- **Prompt**: Repeat exactly the lines from the one containing "async fn ping_handler()" through the last line of the records below, both included, and nothing else.

┌─ Input records

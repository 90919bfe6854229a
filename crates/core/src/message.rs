//! Message and Conversation domain types.
//!
//! These are the value objects that flow through the reasoning loop:
//! the user asks → the provider answers or requests tools → tools reply →
//! the provider answers.

use chrono::{DateTime, Utc};
use serde::{Deserialize, Serialize};
use uuid::Uuid;

use crate::error::ContextError;

/// Unique identifier for a conversation (session).
#[derive(Debug, Clone, PartialEq, Eq, Hash, Serialize, Deserialize)]
pub struct ConversationId(pub String);

impl ConversationId {
    pub fn new() -> Self {
        Self(Uuid::new_v4().to_string())
    }

    pub fn from(s: &str) -> Self {
        Self(s.to_string())
    }
}

impl Default for ConversationId {
    fn default() -> Self {
        Self::new()
    }
}

impl std::fmt::Display for ConversationId {
    fn fmt(&self, f: &mut std::fmt::Formatter<'_>) -> std::fmt::Result {
        write!(f, "{}", self.0)
    }
}

/// The role of a message sender in a conversation.
#[derive(Debug, Clone, Copy, PartialEq, Eq, Serialize, Deserialize)]
#[serde(rename_all = "lowercase")]
pub enum Role {
    /// The end user
    User,
    /// The language model
    Assistant,
    /// Agent instructions (role, available tools)
    System,
    /// Tool execution result
    Tool,
}

impl std::fmt::Display for Role {
    fn fmt(&self, f: &mut std::fmt::Formatter<'_>) -> std::fmt::Result {
        let name = match self {
            Role::User => "user",
            Role::Assistant => "assistant",
            Role::System => "system",
            Role::Tool => "tool",
        };
        f.write_str(name)
    }
}

/// A single message in a conversation.
#[derive(Debug, Clone, Serialize, Deserialize)]
pub struct Message {
    /// Unique message ID
    pub id: String,

    /// Who sent this message
    pub role: Role,

    /// The text content
    pub content: String,

    /// Tool calls requested by the assistant (if any)
    #[serde(default, skip_serializing_if = "Vec::is_empty")]
    pub tool_calls: Vec<MessageToolCall>,

    /// If this is a tool result, which tool call it responds to
    #[serde(default, skip_serializing_if = "Option::is_none")]
    pub tool_call_id: Option<String>,

    /// Timestamp
    pub timestamp: DateTime<Utc>,
}

impl Message {
    fn with_role(role: Role, content: String) -> Self {
        Self {
            id: Uuid::new_v4().to_string(),
            role,
            content,
            tool_calls: Vec::new(),
            tool_call_id: None,
            timestamp: Utc::now(),
        }
    }

    /// Create a new user message.
    pub fn user(content: impl Into<String>) -> Self {
        Self::with_role(Role::User, content.into())
    }

    /// Create a new assistant message.
    pub fn assistant(content: impl Into<String>) -> Self {
        Self::with_role(Role::Assistant, content.into())
    }

    /// Create an assistant message carrying tool call requests.
    pub fn assistant_with_calls(content: impl Into<String>, tool_calls: Vec<MessageToolCall>) -> Self {
        let mut msg = Self::with_role(Role::Assistant, content.into());
        msg.tool_calls = tool_calls;
        msg
    }

    /// Create a new system message.
    pub fn system(content: impl Into<String>) -> Self {
        Self::with_role(Role::System, content.into())
    }

    /// Create a tool result message.
    pub fn tool_result(tool_call_id: impl Into<String>, content: impl Into<String>) -> Self {
        let mut msg = Self::with_role(Role::Tool, content.into());
        msg.tool_call_id = Some(tool_call_id.into());
        msg
    }

    /// Whether this is an assistant message requesting tools.
    pub fn has_tool_calls(&self) -> bool {
        !self.tool_calls.is_empty()
    }
}

/// A tool call embedded in an assistant message.
///
/// Emitted by the provider; the loop never constructs one.
#[derive(Debug, Clone, PartialEq, Serialize, Deserialize)]
pub struct MessageToolCall {
    /// Opaque ID for this tool call
    pub id: String,

    /// Name of the tool to invoke
    pub name: String,

    /// Arguments as a serialized JSON object
    pub arguments: String,
}

/// An ordered message log with enforced structure.
///
/// Invariants held by [`Conversation::push`]:
/// - at most one system message, and only at index 0;
/// - every tool message answers a call id from the nearest preceding
///   assistant message (only tool messages may sit in between).
#[derive(Debug, Clone, Serialize, Deserialize)]
pub struct Conversation {
    /// Unique conversation ID
    pub id: ConversationId,

    /// Ordered messages
    messages: Vec<Message>,

    /// When this conversation was created
    pub created_at: DateTime<Utc>,

    /// When the last message was added
    pub updated_at: DateTime<Utc>,
}

impl Conversation {
    /// Create a new empty conversation.
    pub fn new() -> Self {
        let now = Utc::now();
        Self {
            id: ConversationId::new(),
            messages: Vec::new(),
            created_at: now,
            updated_at: now,
        }
    }

    /// Append a message, rejecting anything that would break the invariants.
    pub fn push(&mut self, message: Message) -> Result<(), ContextError> {
        match message.role {
            Role::System if !self.messages.is_empty() => {
                return Err(ContextError::MisplacedSystemMessage);
            }
            Role::Tool => {
                let call_id = message
                    .tool_call_id
                    .as_deref()
                    .ok_or(ContextError::MissingToolCallId)?;
                if !self.answers_pending_call(call_id) {
                    return Err(ContextError::OrphanToolResult(call_id.to_string()));
                }
            }
            _ => {}
        }

        self.updated_at = Utc::now();
        self.messages.push(message);
        Ok(())
    }

    fn answers_pending_call(&self, call_id: &str) -> bool {
        self.messages
            .iter()
            .rev()
            .find(|m| m.role != Role::Tool)
            .is_some_and(|m| {
                m.role == Role::Assistant && m.tool_calls.iter().any(|tc| tc.id == call_id)
            })
    }

    /// Read-only view of the ordered messages.
    pub fn messages(&self) -> &[Message] {
        &self.messages
    }

    pub fn len(&self) -> usize {
        self.messages.len()
    }

    pub fn is_empty(&self) -> bool {
        self.messages.is_empty()
    }

    /// Drop every message, returning to the pre-first-call state.
    pub fn clear(&mut self) {
        self.messages.clear();
        self.updated_at = Utc::now();
    }
}

impl Default for Conversation {
    fn default() -> Self {
        Self::new()
    }
}

#[cfg(test)]
mod tests {
    use super::*;

    fn call(id: &str) -> MessageToolCall {
        MessageToolCall {
            id: id.into(),
            name: "weather_query".into(),
            arguments: r#"{"query":"Beijing"}"#.into(),
        }
    }

    #[test]
    fn create_user_message() {
        let msg = Message::user("Hello, agent!");
        assert_eq!(msg.role, Role::User);
        assert_eq!(msg.content, "Hello, agent!");
        assert!(msg.tool_calls.is_empty());
    }

    #[test]
    fn conversation_tracks_updates() {
        let mut conv = Conversation::new();
        let created = conv.created_at;

        conv.push(Message::user("First message")).unwrap();
        assert_eq!(conv.len(), 1);
        assert!(conv.updated_at >= created);
    }

    #[test]
    fn system_message_only_at_front() {
        let mut conv = Conversation::new();
        conv.push(Message::system("You are a travel assistant")).unwrap();
        conv.push(Message::user("hi")).unwrap();

        let err = conv.push(Message::system("again")).unwrap_err();
        assert_eq!(err, ContextError::MisplacedSystemMessage);
        assert_eq!(conv.len(), 2);
    }

    #[test]
    fn tool_results_must_follow_their_assistant_message() {
        let mut conv = Conversation::new();
        conv.push(Message::user("weather?")).unwrap();
        conv.push(Message::assistant_with_calls("", vec![call("c1"), call("c2")]))
            .unwrap();
        conv.push(Message::tool_result("c1", "sunny")).unwrap();
        conv.push(Message::tool_result("c2", "cloudy")).unwrap();

        let err = conv.push(Message::tool_result("c3", "?")).unwrap_err();
        assert_eq!(err, ContextError::OrphanToolResult("c3".into()));
    }

    #[test]
    fn tool_result_after_user_message_is_rejected() {
        let mut conv = Conversation::new();
        conv.push(Message::assistant_with_calls("", vec![call("c1")]))
            .unwrap();
        conv.push(Message::user("never mind")).unwrap();

        assert!(conv.push(Message::tool_result("c1", "late")).is_err());
    }

    #[test]
    fn tool_result_without_id_is_rejected() {
        let mut conv = Conversation::new();
        let mut msg = Message::tool_result("c1", "x");
        msg.tool_call_id = None;
        assert_eq!(conv.push(msg).unwrap_err(), ContextError::MissingToolCallId);
    }

    #[test]
    fn clear_allows_a_fresh_system_message() {
        let mut conv = Conversation::new();
        conv.push(Message::system("one")).unwrap();
        conv.clear();
        assert!(conv.is_empty());
        conv.push(Message::system("two")).unwrap();
        assert_eq!(conv.messages()[0].content, "two");
    }

    #[test]
    fn message_serialization_roundtrip() {
        let msg = Message::assistant_with_calls("checking", vec![call("c1")]);
        let json = serde_json::to_string(&msg).unwrap();
        let deserialized: Message = serde_json::from_str(&json).unwrap();
        assert_eq!(deserialized.role, Role::Assistant);
        assert_eq!(deserialized.tool_calls, vec![call("c1")]);
    }
}
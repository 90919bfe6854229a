//! HTTP API for Wayfarer.
//!
//! Exposes health checks plus the chat API: each request is routed to the
//! agent loop of its session, so concurrent users never share a context.
//!
//! Built on Axum.

pub mod api;

use axum::{Router, extract::DefaultBodyLimit, response::Json, routing::get};
use chrono::{Local, Utc};
use serde::Serialize;
use std::sync::Arc;
use tracing::info;

use wayfarer_agent::{AgentFactory, AgentLoop, SessionStore};
use wayfarer_config::AppConfig;
use wayfarer_core::event::EventBus;
use wayfarer_core::provider::Provider;
use wayfarer_core::tool::ToolRegistry;

/// Shared application state for the HTTP server.
pub struct AppState {
    pub sessions: SessionStore,
    pub tools: Arc<ToolRegistry>,
    pub event_bus: Arc<EventBus>,
    pub provider_name: String,
    pub model: String,
}

pub type SharedState = Arc<AppState>;

impl AppState {
    /// Build state around an explicit provider and tool set.
    pub fn new(config: &AppConfig, provider: Arc<dyn Provider>, tools: Arc<ToolRegistry>) -> Self {
        let event_bus = Arc::new(EventBus::default());
        let provider_name = provider.name().to_string();

        let factory: AgentFactory = {
            let config = config.clone();
            let tools = Arc::clone(&tools);
            let event_bus = Arc::clone(&event_bus);
            Arc::new(move |session_id: &str| {
                AgentLoop::from_config(
                    &config,
                    Arc::clone(&provider),
                    Arc::clone(&tools),
                    Arc::clone(&event_bus),
                )
                .with_conversation_id(session_id)
            })
        };

        Self {
            sessions: SessionStore::new(factory, config.sessions.max_sessions),
            tools,
            event_bus,
            provider_name,
            model: config.default_model.clone(),
        }
    }

    /// Build state with the configured provider and the built-in travel tools.
    pub fn from_config(config: &AppConfig) -> Self {
        let provider = wayfarer_providers::build_from_config(config);
        let tools = Arc::new(wayfarer_tools::default_registry());
        Self::new(config, provider, tools)
    }
}

/// Build the Axum router with all routes.
pub fn build_router(state: SharedState) -> Router {
    Router::new()
        .route("/health", get(health_handler))
        .route("/hello", get(hello_handler))
        .route("/v1/ping", get(ping_handler))
        .nest("/api", api::api_router())
        .layer(DefaultBodyLimit::max(1024 * 1024))
        .layer(tower_http::trace::TraceLayer::new_for_http())
        .with_state(state)
}

/// Start the HTTP server and serve until the process exits.
pub async fn start(config: AppConfig) -> Result<(), Box<dyn std::error::Error>> {
    let addr = format!("{}:{}", config.server.host, config.server.port);
    let state = Arc::new(AppState::from_config(&config));

    info!(
        addr = %addr,
        provider = %state.provider_name,
        model = %state.model,
        tools = state.tools.len(),
        "Server starting"
    );

    let listener = tokio::net::TcpListener::bind(&addr).await?;
    axum::serve(listener, build_router(state)).await?;
    Ok(())
}

// --- Handlers ---

#[derive(Serialize)]
struct HealthResponse {
    status: &'static str,
    version: &'static str,
    time: String,
}

async fn health_handler() -> Json<HealthResponse> {
    Json(HealthResponse {
        status: "ok",
        version: env!("CARGO_PKG_VERSION"),
        time: Utc::now().to_rfc3339(),
    })
}

async fn hello_handler() -> &'static str {
    "hello from wayfarer\n"
}

async fn ping_handler() -> String {
    format!(
        "TZ:{}\nNowTime: {}\n",
        std::env::var("TZ").unwrap_or_default(),
        Local::now().format("%Y-%m-%d %H:%M:%S")
    )
}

└─

- **Problem solution**:
async fn ping_handler() -> String {
    format!(
        "TZ:{}\nNowTime: {}\n",
        std::env::var("TZ").unwrap_or_default(),
        Local::now().format("%Y-%m-%d %H:%M:%S")
    )
}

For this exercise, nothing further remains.